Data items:
------------------------------------------------------------------------
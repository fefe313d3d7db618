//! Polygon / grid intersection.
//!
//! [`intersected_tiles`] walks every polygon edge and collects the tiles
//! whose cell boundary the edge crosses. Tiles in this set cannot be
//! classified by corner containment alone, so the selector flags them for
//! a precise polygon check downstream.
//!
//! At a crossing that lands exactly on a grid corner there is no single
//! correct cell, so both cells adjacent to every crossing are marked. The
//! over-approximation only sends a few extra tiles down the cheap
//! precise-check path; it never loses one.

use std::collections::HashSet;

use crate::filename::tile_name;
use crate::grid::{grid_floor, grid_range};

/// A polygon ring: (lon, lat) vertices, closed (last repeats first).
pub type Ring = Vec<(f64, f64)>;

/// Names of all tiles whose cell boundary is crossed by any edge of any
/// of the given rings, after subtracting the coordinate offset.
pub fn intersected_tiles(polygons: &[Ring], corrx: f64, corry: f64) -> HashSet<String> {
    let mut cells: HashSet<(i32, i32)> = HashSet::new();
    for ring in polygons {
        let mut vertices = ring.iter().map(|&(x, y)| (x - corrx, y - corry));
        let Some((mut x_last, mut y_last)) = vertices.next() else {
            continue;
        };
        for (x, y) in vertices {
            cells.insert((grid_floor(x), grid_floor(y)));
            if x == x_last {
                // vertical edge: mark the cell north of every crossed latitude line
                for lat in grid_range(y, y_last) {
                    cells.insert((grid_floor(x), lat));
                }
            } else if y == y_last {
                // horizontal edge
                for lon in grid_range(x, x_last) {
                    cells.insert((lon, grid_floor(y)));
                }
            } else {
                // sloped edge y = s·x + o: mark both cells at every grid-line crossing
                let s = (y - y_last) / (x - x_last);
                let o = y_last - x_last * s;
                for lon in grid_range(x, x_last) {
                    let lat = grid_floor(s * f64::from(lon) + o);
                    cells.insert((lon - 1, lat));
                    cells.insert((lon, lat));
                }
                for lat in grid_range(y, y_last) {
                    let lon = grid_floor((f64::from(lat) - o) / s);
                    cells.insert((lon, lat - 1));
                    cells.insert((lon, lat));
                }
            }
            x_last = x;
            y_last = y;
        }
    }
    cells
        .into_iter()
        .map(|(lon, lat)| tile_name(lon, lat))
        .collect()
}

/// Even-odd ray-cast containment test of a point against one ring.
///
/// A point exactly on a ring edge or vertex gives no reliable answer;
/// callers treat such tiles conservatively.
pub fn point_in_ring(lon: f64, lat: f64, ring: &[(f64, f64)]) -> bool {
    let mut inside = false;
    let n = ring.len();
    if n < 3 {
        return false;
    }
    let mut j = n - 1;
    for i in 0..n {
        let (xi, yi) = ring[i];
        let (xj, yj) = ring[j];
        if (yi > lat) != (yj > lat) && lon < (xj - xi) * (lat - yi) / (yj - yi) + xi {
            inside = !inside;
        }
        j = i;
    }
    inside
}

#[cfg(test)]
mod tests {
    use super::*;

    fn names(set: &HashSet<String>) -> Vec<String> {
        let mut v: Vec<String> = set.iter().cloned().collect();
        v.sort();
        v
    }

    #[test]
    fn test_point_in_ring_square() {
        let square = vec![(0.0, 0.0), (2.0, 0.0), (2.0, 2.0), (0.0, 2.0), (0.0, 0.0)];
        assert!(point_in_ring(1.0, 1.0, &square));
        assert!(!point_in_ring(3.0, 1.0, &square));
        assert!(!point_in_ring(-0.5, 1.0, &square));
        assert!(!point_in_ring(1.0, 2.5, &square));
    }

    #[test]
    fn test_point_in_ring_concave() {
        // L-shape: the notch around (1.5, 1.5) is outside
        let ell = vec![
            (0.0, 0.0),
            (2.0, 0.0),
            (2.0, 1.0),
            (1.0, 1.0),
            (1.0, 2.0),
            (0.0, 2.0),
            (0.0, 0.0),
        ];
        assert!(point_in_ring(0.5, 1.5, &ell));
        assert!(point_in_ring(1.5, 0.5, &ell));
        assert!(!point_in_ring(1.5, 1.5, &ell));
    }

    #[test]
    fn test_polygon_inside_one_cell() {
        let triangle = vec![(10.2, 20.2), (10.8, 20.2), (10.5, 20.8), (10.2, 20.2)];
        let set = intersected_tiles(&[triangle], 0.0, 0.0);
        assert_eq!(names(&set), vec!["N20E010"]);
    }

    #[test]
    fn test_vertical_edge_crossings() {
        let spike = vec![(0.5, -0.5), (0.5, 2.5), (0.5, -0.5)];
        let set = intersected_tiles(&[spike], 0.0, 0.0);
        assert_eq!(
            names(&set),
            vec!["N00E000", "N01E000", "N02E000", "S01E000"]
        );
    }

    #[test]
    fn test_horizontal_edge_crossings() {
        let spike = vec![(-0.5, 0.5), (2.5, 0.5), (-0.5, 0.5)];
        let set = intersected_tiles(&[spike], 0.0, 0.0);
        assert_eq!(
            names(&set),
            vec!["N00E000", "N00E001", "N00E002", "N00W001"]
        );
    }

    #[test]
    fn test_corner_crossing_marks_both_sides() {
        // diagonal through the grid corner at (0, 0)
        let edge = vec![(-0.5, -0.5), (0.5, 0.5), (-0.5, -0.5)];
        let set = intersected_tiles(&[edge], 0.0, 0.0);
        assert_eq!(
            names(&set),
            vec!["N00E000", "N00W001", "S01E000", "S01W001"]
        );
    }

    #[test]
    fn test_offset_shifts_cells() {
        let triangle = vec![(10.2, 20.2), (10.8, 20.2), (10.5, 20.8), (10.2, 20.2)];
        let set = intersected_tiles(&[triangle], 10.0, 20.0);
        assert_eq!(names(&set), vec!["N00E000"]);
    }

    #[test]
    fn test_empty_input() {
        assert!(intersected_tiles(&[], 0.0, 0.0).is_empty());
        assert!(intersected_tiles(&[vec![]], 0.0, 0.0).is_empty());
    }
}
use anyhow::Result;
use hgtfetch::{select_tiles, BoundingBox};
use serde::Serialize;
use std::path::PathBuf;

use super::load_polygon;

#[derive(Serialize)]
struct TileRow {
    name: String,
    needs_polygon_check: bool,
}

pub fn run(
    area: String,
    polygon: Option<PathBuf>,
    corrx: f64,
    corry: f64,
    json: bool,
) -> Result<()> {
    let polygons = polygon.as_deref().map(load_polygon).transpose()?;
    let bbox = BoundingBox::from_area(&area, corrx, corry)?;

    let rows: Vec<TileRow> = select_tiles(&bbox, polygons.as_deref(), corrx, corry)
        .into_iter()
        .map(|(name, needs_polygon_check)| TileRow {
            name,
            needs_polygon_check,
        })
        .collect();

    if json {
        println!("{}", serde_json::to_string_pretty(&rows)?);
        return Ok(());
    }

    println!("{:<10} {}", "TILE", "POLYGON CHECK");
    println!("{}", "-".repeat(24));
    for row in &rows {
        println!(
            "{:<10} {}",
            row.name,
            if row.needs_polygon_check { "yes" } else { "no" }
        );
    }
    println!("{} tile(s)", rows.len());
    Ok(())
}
------------------------------------------------------------------------
Output nothing but the number of lines in the data containing the string "area".

2